Wireless technology is modern technologies which uses radio frequency transmission where as other means of communication is through wired technology in which data exchange is carried out through cabling. Hence, benefits of wireless network s are convenience, mobility, productivity, expandability and cost.

802.11 is a specification for wireless local area networks (WLANs) developed by the Institute of Electrical and Electronics Engineers (IEEE).

Wireless Network is classified into basically 3 groups on the basis of their frequency capturing different coverage:

Wireless Wide Area Network.

Wireless Local Area Network

Lastly, Wireless Personal Area Network.

Wireless Wide Area Network

It different from LAN covering relatively large geographical area and it uses technologies such as mobile telecommunication cellular network e.g WIMAX, GSM, CDMA, GPRS, and 3G for the purpose of the transmission of data. It provides a better option to a user to get connected to internet and other services from laptops through WWAN connectivity.

However, it is not regarded as the safest way of communication due to lack of GSM encryption techniques.

Wireless Local Area Network

It provides a greater flexibility to users as it requires getting devices connected through access point. The maximum range can differ from 70 meters to 100 meters from Access Point. The IEEE 802.11 group of standard states that WLAN 802.11 standard uses Ethernet protocol and carrier sense multiple access with collision avoidance for sharing their path along Wired Equivalent Privacy Algorithm for the purpose of encryption.

Wireless Personal Area Network

It is a wireless connection configuration in personal area network connecting many devices in individual workplace. The distance covered in this type of technology is very small as compared to WLAN ie. only 10 meter. Examples of this are Bluetooth and IF.

Ad-Hoc Network

This type of network doesn't depend on preexisting infrastructure like access point or router. Due to their dynamic network topology these are called Ad-Hoc Network.

In this connection each nodes sends data to other nodes presents in the connection and hence dynamically the selection of nodes is done depending on the network connectivity.

Different types of Wireless Ad-Hoc Networks are:

Mobile Ad-Hoc Network(MANET).

Wireless Mesh Network(WMN).

Wireless Sensor Network(WSN).

With the advancement of Wireless network it has proved to be of very beneficial in many ways like improvement in productivity, increased in accessibility to database of information.

It has also allowed the configuration of network to simple, faster and low in cost. But, with this it has generated a new set of challenges. As the mode of communication is via air using Radio Frequencies hence the risk of information getting intercepted has also increased.

Requirements from a secure mode of communication through network are:


To preserve the confidentiality of the information between sender and receiver only eliminating the possibility of getting information hacked in between.


No other person than sender and receiver should be able to modify the information which is being exchanged.

Authentication :

The receiver capability to identify the source of the message and to make sure that an intruder may not be able to masquerade as someone else.

Service Reliability:

To protect the communication against any threat of Denial of Service(Dos)
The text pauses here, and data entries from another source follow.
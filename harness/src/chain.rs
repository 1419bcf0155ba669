//! Connection to the node and signed extrinsic submission.

use std::future::Future;

use subxt::backend::legacy::LegacyRpcMethods;
use subxt::backend::rpc::RpcClient;
use subxt::config::DefaultExtrinsicParamsBuilder;
use subxt::tx::DynamicPayload;
use subxt::utils::{AccountId32, H256};
use subxt::{OnlineClient, SubstrateConfig};
use subxt_signer::sr25519::Keypair;
use tracing::{debug, info};

use crate::error::ChainError;

/// How long to wait for a submitted extrinsic.
#[derive(Debug, Clone, Copy, PartialEq, Eq)]
pub enum Dispatch {
    /// Fire-and-forget: return as soon as the pool accepts the extrinsic.
    Submit,
    /// Block until the extrinsic lands in a finalized block and succeeds.
    WaitForInclusion,
}

/// Node operations the harness depends on.
///
/// Implemented by [`ChainClient`] against a live node; tests substitute a
/// stub where no node is available.
pub trait ChainApi: Send + Sync {
    /// Next free transaction index for the account, as the node reports it.
    fn account_next_index(
        &self,
        account: &AccountId32,
    ) -> impl Future<Output = Result<u64, ChainError>> + Send;

    /// Signs `call` with `signer` at `nonce` and dispatches it.
    fn submit(
        &self,
        call: &DynamicPayload,
        signer: &Keypair,
        nonce: u64,
        mode: Dispatch,
    ) -> impl Future<Output = Result<H256, ChainError>> + Send;
}

/// RPC connection to the chain node.
pub struct ChainClient {
    client: OnlineClient<SubstrateConfig>,
    rpc: LegacyRpcMethods<SubstrateConfig>,
}

impl ChainClient {
    /// Connects to the node at `url`.
    pub async fn connect(url: &str) -> Result<Self, ChainError> {
        let rpc_client = RpcClient::from_url(url)
            .await
            .map_err(|e| ChainError::Connectivity(format!("connect to {url}: {e}")))?;
        let client = OnlineClient::<SubstrateConfig>::from_rpc_client(rpc_client.clone())
            .await
            .map_err(ChainError::from)?;
        let rpc = LegacyRpcMethods::new(rpc_client);
        info!(url, "connected to node");
        Ok(Self { client, rpc })
    }

    /// Finalized chain head hash and number.
    pub async fn chain_head(&self) -> Result<(H256, u64), ChainError> {
        let hash = self.rpc.chain_get_finalized_head().await.map_err(ChainError::from)?;
        let header = self
            .rpc
            .chain_get_header(Some(hash))
            .await
            .map_err(ChainError::from)?
            .ok_or_else(|| ChainError::Rejected("head header missing".into()))?;
        Ok((hash, header.number as u64))
    }

    /// Logs the chain head and up to `depth` blocks behind it.
    pub async fn health_check(&self, depth: u32) -> Result<(), ChainError> {
        let (head, number) = self.chain_head().await?;
        info!(%head, number, "chain head");
        let mut hash = head;
        for _ in 0..depth {
            let header = match self.rpc.chain_get_header(Some(hash)).await.map_err(ChainError::from)? {
                Some(header) => header,
                None => break,
            };
            info!(block = header.number, %hash, "block");
            if header.number == 0 {
                break;
            }
            hash = header.parent_hash;
        }
        Ok(())
    }
}

impl ChainApi for ChainClient {
    async fn account_next_index(&self, account: &AccountId32) -> Result<u64, ChainError> {
        self.rpc.system_account_next_index(account).await.map_err(ChainError::from)
    }

    async fn submit(
        &self,
        call: &DynamicPayload,
        signer: &Keypair,
        nonce: u64,
        mode: Dispatch,
    ) -> Result<H256, ChainError> {
        let params = DefaultExtrinsicParamsBuilder::<SubstrateConfig>::new().nonce(nonce).build();
        let extrinsic = self
            .client
            .tx()
            .create_signed_offline(call, signer, params)
            .map_err(ChainError::from)?;
        match mode {
            Dispatch::Submit => {
                let hash = extrinsic.submit().await.map_err(ChainError::from)?;
                debug!(%hash, nonce, "extrinsic submitted");
                Ok(hash)
            }
            Dispatch::WaitForInclusion => {
                let progress = extrinsic.submit_and_watch().await.map_err(ChainError::from)?;
                let in_block = progress.wait_for_finalized().await.map_err(ChainError::from)?;
                let hash = in_block.extrinsic_hash();
                in_block.wait_for_success().await.map_err(ChainError::from)?;
                debug!(%hash, nonce, "extrinsic finalized");
                Ok(hash)
            }
        }
    }
}
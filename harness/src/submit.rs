//! Paced order submission with per-order failure containment.

use std::time::Duration;

use subxt::utils::H256;
use subxt_signer::sr25519::Keypair;
use tokio::time::sleep;
use tokio_util::sync::CancellationToken;
use tracing::{info, warn};

use crate::calls;
use crate::chain::{ChainApi, Dispatch};
use crate::error::ChainError;
use crate::nonce::NonceAllocator;
use crate::orders::{MarketOrder, OrderRequest};
use crate::stats::Stats;

/// Outcome of a batch submission.
#[derive(Debug, Clone, Copy, Default, PartialEq, Eq)]
pub struct BatchOutcome {
    /// Orders attempted.
    pub attempted: u64,
    /// Orders the node's pool accepted.
    pub submitted: u64,
    /// Orders that failed to dispatch and were skipped.
    pub failed: u64,
}

/// Submits each order in turn, skipping individual failures.
///
/// A fixed pacing delay separates consecutive dispatches from the same
/// caller so the node is not overwhelmed. Returns early when `shutdown`
/// fires; already-dispatched orders are not recalled.
#[allow(clippy::too_many_arguments)]
pub async fn submit_batch<A: ChainApi>(
    api: &A,
    allocator: &NonceAllocator<A>,
    signer: &Keypair,
    orders: &[OrderRequest],
    mode: Dispatch,
    pacing: Duration,
    stats: &Stats,
    shutdown: &CancellationToken,
) -> BatchOutcome {
    let mut outcome = BatchOutcome::default();
    for order in orders {
        if shutdown.is_cancelled() {
            break;
        }
        outcome.attempted += 1;
        let nonce = allocator.next().await;
        let call = calls::limit_order(order);
        match api.submit(&call, signer, nonce, mode).await {
            Ok(hash) => {
                outcome.submitted += 1;
                stats.record_submitted();
                if mode == Dispatch::WaitForInclusion {
                    stats.record_included();
                }
                info!(side = ?order.side, price = order.price, %hash, "order placed");
            }
            Err(e) => {
                outcome.failed += 1;
                stats.record_failed();
                warn!(side = ?order.side, price = order.price, error = %e, "order failed, skipping");
            }
        }
        tokio::select! {
            _ = shutdown.cancelled() => break,
            _ = sleep(pacing) => {}
        }
    }
    outcome
}

/// Submits one market order, fire-and-forget.
pub async fn submit_market<A: ChainApi>(
    api: &A,
    allocator: &NonceAllocator<A>,
    signer: &Keypair,
    order: &MarketOrder,
    stats: &Stats,
) -> Result<H256, ChainError> {
    let nonce = allocator.next().await;
    let call = calls::market_order(order);
    match api.submit(&call, signer, nonce, Dispatch::Submit).await {
        Ok(hash) => {
            stats.record_submitted();
            Ok(hash)
        }
        Err(e) => {
            stats.record_failed();
            Err(e)
        }
    }
}
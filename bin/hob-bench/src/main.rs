//! Orderbook bench binary: mode selection and wiring.

#![cfg_attr(not(test), warn(unused_crate_dependencies))]

mod cli;

use std::sync::Arc;
use std::time::Duration;

use clap::Parser;
use cli::BenchArgs;
use eyre::Result;
use hob_harness::assets::AssetId;
use hob_harness::bootstrap;
use hob_harness::calls::PoolParams;
use hob_harness::pool::{self, LiquidityAmounts};
use hob_harness::submit::submit_batch;
use hob_harness::{
    Account, ChainClient, Dispatch, Ladder, NonceAllocator, Stats, StressConfig, StressRunner,
};
use tokio_util::sync::CancellationToken;
use tracing::{error, info};

/// Pause between dispatches in the one-shot ladder mode.
const LADDER_PACING: Duration = Duration::from_secs(2);

#[tokio::main]
async fn main() -> Result<()> {
    let args = BenchArgs::parse();
    setup_logging(&args.log_level);

    let shutdown = CancellationToken::new();
    let signal_token = shutdown.clone();
    tokio::spawn(async move {
        if tokio::signal::ctrl_c().await.is_ok() {
            info!("interrupt received, shutting down");
            signal_token.cancel();
        }
    });

    if args.stress_test {
        run_stress(&args, shutdown).await
    } else if args.create_pool {
        run_create_pool(&args).await
    } else if args.add_liquidity {
        run_add_liquidity(&args).await
    } else if args.bootstrap {
        run_bootstrap(&args).await
    } else if args.health {
        run_health(&args).await
    } else {
        run_ladder(&args, shutdown).await
    }
}

fn setup_logging(level: &str) {
    use tracing_subscriber::{fmt, prelude::*, EnvFilter};

    let filter = EnvFilter::try_from_default_env().unwrap_or_else(|_| EnvFilter::new(level));
    tracing_subscriber::registry().with(fmt::layer().with_target(true)).with(filter).init();
}

/// Builds the ladder from the shared flags, or reports what is missing.
fn ladder_from_args(args: &BenchArgs, tick_count: u32) -> Option<Ladder> {
    let (Some(base_asset), Some(quote_asset), Some(base_price), Some(tick_spacing), Some(amount)) =
        (args.base_asset, args.quote_asset, args.base_price, args.tick_spacing, args.amount)
    else {
        error!(
            "required: --base-asset, --quote-asset, --base-price, --tick-spacing, --amount"
        );
        return None;
    };
    Some(Ladder {
        base_asset: AssetId(base_asset),
        quote_asset: AssetId(quote_asset),
        base_price,
        tick_spacing,
        tick_count,
        amount_per_order: amount,
    })
}

/// Default mode: place a symmetric ladder of limit orders, waiting on each.
async fn run_ladder(args: &BenchArgs, shutdown: CancellationToken) -> Result<()> {
    let Some(ladder) = ladder_from_args(args, args.tick_count) else {
        return Ok(());
    };
    let account = Account::alice();
    let api = Arc::new(ChainClient::connect(&args.url).await?);
    let allocator = NonceAllocator::init(Arc::clone(&api), account.id().clone()).await?;
    let stats = Stats::new();
    let orders = ladder.orders();
    info!(orders = orders.len(), account = %account.address(), "placing limit order ladder");
    let outcome = submit_batch(
        api.as_ref(),
        &allocator,
        account.signer(),
        &orders,
        Dispatch::WaitForInclusion,
        LADDER_PACING,
        &stats,
        &shutdown,
    )
    .await;
    info!(submitted = outcome.submitted, failed = outcome.failed, "ladder complete");
    Ok(())
}

async fn run_bootstrap(args: &BenchArgs) -> Result<()> {
    let Some(seed) = args.test_account_seed.as_deref() else {
        error!("required: --test-account-seed");
        return Ok(());
    };
    let sudo = Account::alice();
    let test_account = Account::from_uri(seed)?;
    let api = Arc::new(ChainClient::connect(&args.url).await?);
    bootstrap::run(&api, &sudo, &test_account).await?;
    Ok(())
}

async fn run_create_pool(args: &BenchArgs) -> Result<()> {
    let (
        Some(base_asset),
        Some(base_decimals),
        Some(quote_asset),
        Some(quote_decimals),
        Some(taker_fee_rate),
        Some(tick_size),
        Some(lot_size),
        Some(pool_decimals),
    ) = (
        args.base_asset,
        args.base_decimals,
        args.quote_asset,
        args.quote_decimals,
        args.taker_fee_rate,
        args.tick_size,
        args.lot_size,
        args.pool_decimals,
    )
    else {
        error!(
            "required: --base-asset, --base-decimals, --quote-asset, --quote-decimals, \
             --taker-fee-rate, --tick-size, --lot-size, --pool-decimals"
        );
        return Ok(());
    };
    let account = Account::from_uri(&args.account_seed)?;
    let api = ChainClient::connect(&args.url).await?;
    let params = PoolParams {
        base_asset: AssetId(base_asset),
        base_decimals,
        quote_asset: AssetId(quote_asset),
        quote_decimals,
        taker_fee_rate,
        tick_size,
        lot_size,
        pool_decimals,
    };
    pool::create_pool(&api, &account, &params).await?;
    Ok(())
}

async fn run_add_liquidity(args: &BenchArgs) -> Result<()> {
    let (Some(base_asset), Some(quote_asset), Some(dot_amount)) =
        (args.base_asset, args.quote_asset, args.dot_amount)
    else {
        error!("required: --base-asset, --quote-asset, --dot-amount");
        return Ok(());
    };
    let account = Account::from_uri(&args.account_seed)?;
    let api = ChainClient::connect(&args.url).await?;
    let amounts = LiquidityAmounts::from_base_amount(dot_amount, args.dot_price);
    pool::add_liquidity(
        &api,
        &account,
        AssetId(base_asset),
        AssetId(quote_asset),
        amounts,
        args.use_live_price,
    )
    .await?;
    Ok(())
}

async fn run_health(args: &BenchArgs) -> Result<()> {
    let api = ChainClient::connect(&args.url).await?;
    api.health_check(5).await?;
    Ok(())
}

async fn run_stress(args: &BenchArgs, shutdown: CancellationToken) -> Result<()> {
    let Some(ladder) = ladder_from_args(args, args.tick_range) else {
        return Ok(());
    };
    let api = Arc::new(ChainClient::connect(&args.url).await?);
    let config = StressConfig::new(ladder)
        .with_prefill_orders(args.prefill_orders)
        .with_limit_workers(args.limit_workers)
        .with_market_workers(args.market_workers);
    let runner = StressRunner::new(api, Account::bob(), Account::alice(), config);
    let stats = runner.stats();
    runner.run(shutdown).await?;
    info!(
        submitted = stats.submitted(),
        failed = stats.failed(),
        success_rate = stats.success_rate(),
        "stress test finished"
    );
    Ok(())
}
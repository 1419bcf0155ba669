//! Shared test double standing in for a live node.

use std::sync::atomic::{AtomicU64, Ordering};
use std::sync::Mutex;

use hob_harness::chain::{ChainApi, Dispatch};
use hob_harness::error::ChainError;
use subxt::tx::DynamicPayload;
use subxt::utils::{AccountId32, H256};
use subxt_signer::sr25519::Keypair;

/// In-memory node stub with scriptable submission failures.
#[derive(Debug, Default)]
pub struct StubNode {
    /// Account index the node reports on query.
    pub chain_nonce: AtomicU64,
    /// Nonces of accepted submissions, in arrival order.
    pub seen_nonces: Mutex<Vec<u64>>,
    /// Zero-based submission indices that fail with a rejection.
    fail_on: Mutex<Vec<usize>>,
    submissions: AtomicU64,
}

impl StubNode {
    /// Stub whose account index query returns `nonce`.
    pub fn with_chain_nonce(nonce: u64) -> Self {
        Self { chain_nonce: AtomicU64::new(nonce), ..Self::default() }
    }

    /// Rejects the `index`-th submission (zero-based) seen by the stub.
    pub fn fail_submission(self, index: usize) -> Self {
        self.fail_on.lock().unwrap().push(index);
        self
    }
}

impl ChainApi for StubNode {
    async fn account_next_index(&self, _account: &AccountId32) -> Result<u64, ChainError> {
        Ok(self.chain_nonce.load(Ordering::SeqCst))
    }

    async fn submit(
        &self,
        _call: &DynamicPayload,
        _signer: &Keypair,
        nonce: u64,
        _mode: Dispatch,
    ) -> Result<H256, ChainError> {
        let index = self.submissions.fetch_add(1, Ordering::SeqCst) as usize;
        if self.fail_on.lock().unwrap().contains(&index) {
            return Err(ChainError::Rejected("injected failure".into()));
        }
        self.seen_nonces.lock().unwrap().push(nonce);
        Ok(H256::zero())
    }
}
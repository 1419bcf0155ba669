//! CLI argument definitions for the bench binary.

use clap::Parser;

/// Drives a dev chain's orderbook pallet: ladders, pools, liquidity, stress load.
#[derive(Debug, Clone, Parser)]
#[command(name = "hob-bench", about = "Exercise an orderbook dev chain")]
pub(crate) struct BenchArgs {
    /// WebSocket URL of the node.
    #[arg(long, default_value = "ws://127.0.0.1:9944")]
    pub url: String,

    /// Signing account secret URI or mnemonic (pool and liquidity modes).
    #[arg(long, default_value = "//Alice")]
    pub account_seed: String,

    /// Base asset id.
    #[arg(long)]
    pub base_asset: Option<u32>,

    /// Quote asset id.
    #[arg(long)]
    pub quote_asset: Option<u32>,

    /// Base price in smallest quote units.
    #[arg(long)]
    pub base_price: Option<u128>,

    /// Orders to create on each side of the base price.
    #[arg(long, default_value = "10")]
    pub tick_count: u32,

    /// Price spacing between ticks in smallest quote units.
    #[arg(long)]
    pub tick_spacing: Option<u128>,

    /// Amount per order in smallest base units.
    #[arg(long)]
    pub amount: Option<u128>,

    /// Provision test assets and balances, then exit.
    #[arg(long)]
    pub bootstrap: bool,

    /// Seed of the account funded during bootstrap.
    #[arg(long)]
    pub test_account_seed: Option<String>,

    /// Register a new trading pool, then exit.
    #[arg(long)]
    pub create_pool: bool,

    /// Base asset decimals.
    #[arg(long)]
    pub base_decimals: Option<u8>,

    /// Quote asset decimals.
    #[arg(long)]
    pub quote_decimals: Option<u8>,

    /// Taker fee rate in percent (0.03 means 0.03%).
    #[arg(long)]
    pub taker_fee_rate: Option<f64>,

    /// Minimum price movement for the pool.
    #[arg(long)]
    pub tick_size: Option<u128>,

    /// Minimum trading amount for the pool.
    #[arg(long)]
    pub lot_size: Option<u128>,

    /// Pool token decimals.
    #[arg(long)]
    pub pool_decimals: Option<u8>,

    /// Deposit paired liquidity into a pool, then exit.
    #[arg(long)]
    pub add_liquidity: bool,

    /// Whole DOT tokens to deposit as base-side liquidity.
    #[arg(long)]
    pub dot_amount: Option<f64>,

    /// DOT price in USDT used to size the quote side.
    #[arg(long, default_value = "4.0")]
    pub dot_price: f64,

    /// Re-price the quote side from the live feed instead of --dot-price.
    #[arg(long)]
    pub use_live_price: bool,

    /// Run the concurrent load generator until interrupted.
    #[arg(long)]
    pub stress_test: bool,

    /// Ticks per side for stress batches.
    #[arg(long, default_value = "10")]
    pub tick_range: u32,

    /// Concurrent limit-order workers for the stress run.
    #[arg(long, default_value = "2")]
    pub limit_workers: usize,

    /// Concurrent market-order workers for the stress run.
    #[arg(long, default_value = "2")]
    pub market_workers: usize,

    /// Limit orders to rest on the book before sustained load.
    #[arg(long, default_value = "100")]
    pub prefill_orders: u64,

    /// Print chain head info and recent blocks, then exit.
    #[arg(long)]
    pub health: bool,

    /// Log level (error, warn, info, debug, trace).
    #[arg(long, short = 'v', default_value = "info")]
    pub log_level: String,
}
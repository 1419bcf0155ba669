//! Order request construction: price ladders and stress-test jitter.

use rand::Rng;

use crate::assets::AssetId;

/// Which side of the book an order rests on.
#[derive(Debug, Clone, Copy, PartialEq, Eq)]
pub enum Side {
    /// Buy side.
    Bid,
    /// Sell side.
    Ask,
}

impl Side {
    /// Encoding used by the orderbook pallet's `is_bid` flag.
    pub fn is_bid(self) -> bool {
        matches!(self, Self::Bid)
    }
}

/// A single resting-order request, produced once and consumed once.
#[derive(Debug, Clone, Copy, PartialEq, Eq)]
pub struct OrderRequest {
    /// Book side.
    pub side: Side,
    /// Limit price in smallest quote units.
    pub price: u128,
    /// Quantity in smallest base units.
    pub quantity: u128,
    /// Base asset of the pool.
    pub base_asset: AssetId,
    /// Quote asset of the pool.
    pub quote_asset: AssetId,
}

/// A market order, matched immediately at the best available price.
#[derive(Debug, Clone, Copy, PartialEq, Eq)]
pub struct MarketOrder {
    /// Direction of the sweep.
    pub side: Side,
    /// Quantity in smallest base units.
    pub quantity: u128,
    /// Base asset of the pool.
    pub base_asset: AssetId,
    /// Quote asset of the pool.
    pub quote_asset: AssetId,
}

/// Parameters for a symmetric ladder of limit orders around a base price.
#[derive(Debug, Clone, Copy)]
pub struct Ladder {
    /// Base asset of the pool.
    pub base_asset: AssetId,
    /// Quote asset of the pool.
    pub quote_asset: AssetId,
    /// Price the ladder is centered on, in smallest quote units.
    pub base_price: u128,
    /// Price distance between adjacent ticks.
    pub tick_spacing: u128,
    /// Orders generated on each side of the base price.
    pub tick_count: u32,
    /// Quantity carried by every order.
    pub amount_per_order: u128,
}

impl Ladder {
    /// Ask prices: `base + spacing * (i + 1)`, ascending in `i`.
    pub fn ask_prices(&self) -> impl Iterator<Item = u128> + '_ {
        (0..self.tick_count).map(|i| self.base_price + self.tick_spacing * (i as u128 + 1))
    }

    /// Bid prices: `base - spacing * (i + 1)`, walking down from the base.
    ///
    /// Levels that would cross zero saturate at zero.
    pub fn bid_prices(&self) -> impl Iterator<Item = u128> + '_ {
        (0..self.tick_count)
            .map(|i| self.base_price.saturating_sub(self.tick_spacing * (i as u128 + 1)))
    }

    /// All orders for the ladder: asks first, then bids, each in tick order.
    pub fn orders(&self) -> Vec<OrderRequest> {
        let request = |side, price| OrderRequest {
            side,
            price,
            quantity: self.amount_per_order,
            base_asset: self.base_asset,
            quote_asset: self.quote_asset,
        };
        self.ask_prices()
            .map(|price| request(Side::Ask, price))
            .chain(self.bid_prices().map(|price| request(Side::Bid, price)))
            .collect()
    }

    /// Copy of the ladder re-centered on a jittered base price.
    ///
    /// The offset is uniform within plus or minus one tick spacing so that
    /// concurrent workers do not pile onto identical price levels.
    pub fn jittered(&self) -> Self {
        let spacing = self.tick_spacing as i128;
        let offset = rand::rng().random_range(-spacing..=spacing);
        let base_price = if offset.is_negative() {
            self.base_price.saturating_sub(offset.unsigned_abs())
        } else {
            self.base_price + offset as u128
        };
        Self { base_price, ..*self }
    }
}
Receipt of message verified with the sender.

Unlike in wired communication in this if the message is not encrypted then the attacker can easily hack into the way and can steal confidential information.

Now, wireless & mobile network along with their advantages provides some negative feedback ranging from their vulnerability to the limitation of their technology. Some of the drawbacks of these type of Networks are listed below.

1. Security

2. Range.

3. Reliability

4. Lastly, speed.

Some of the attacks against Wireless Local Area Network/Cellular Network:

Passive Attack: In this type of attack the unauthorized person gets access to the information but he does not modify it. Passive attack can be Eavesdropping or Traffic analysis.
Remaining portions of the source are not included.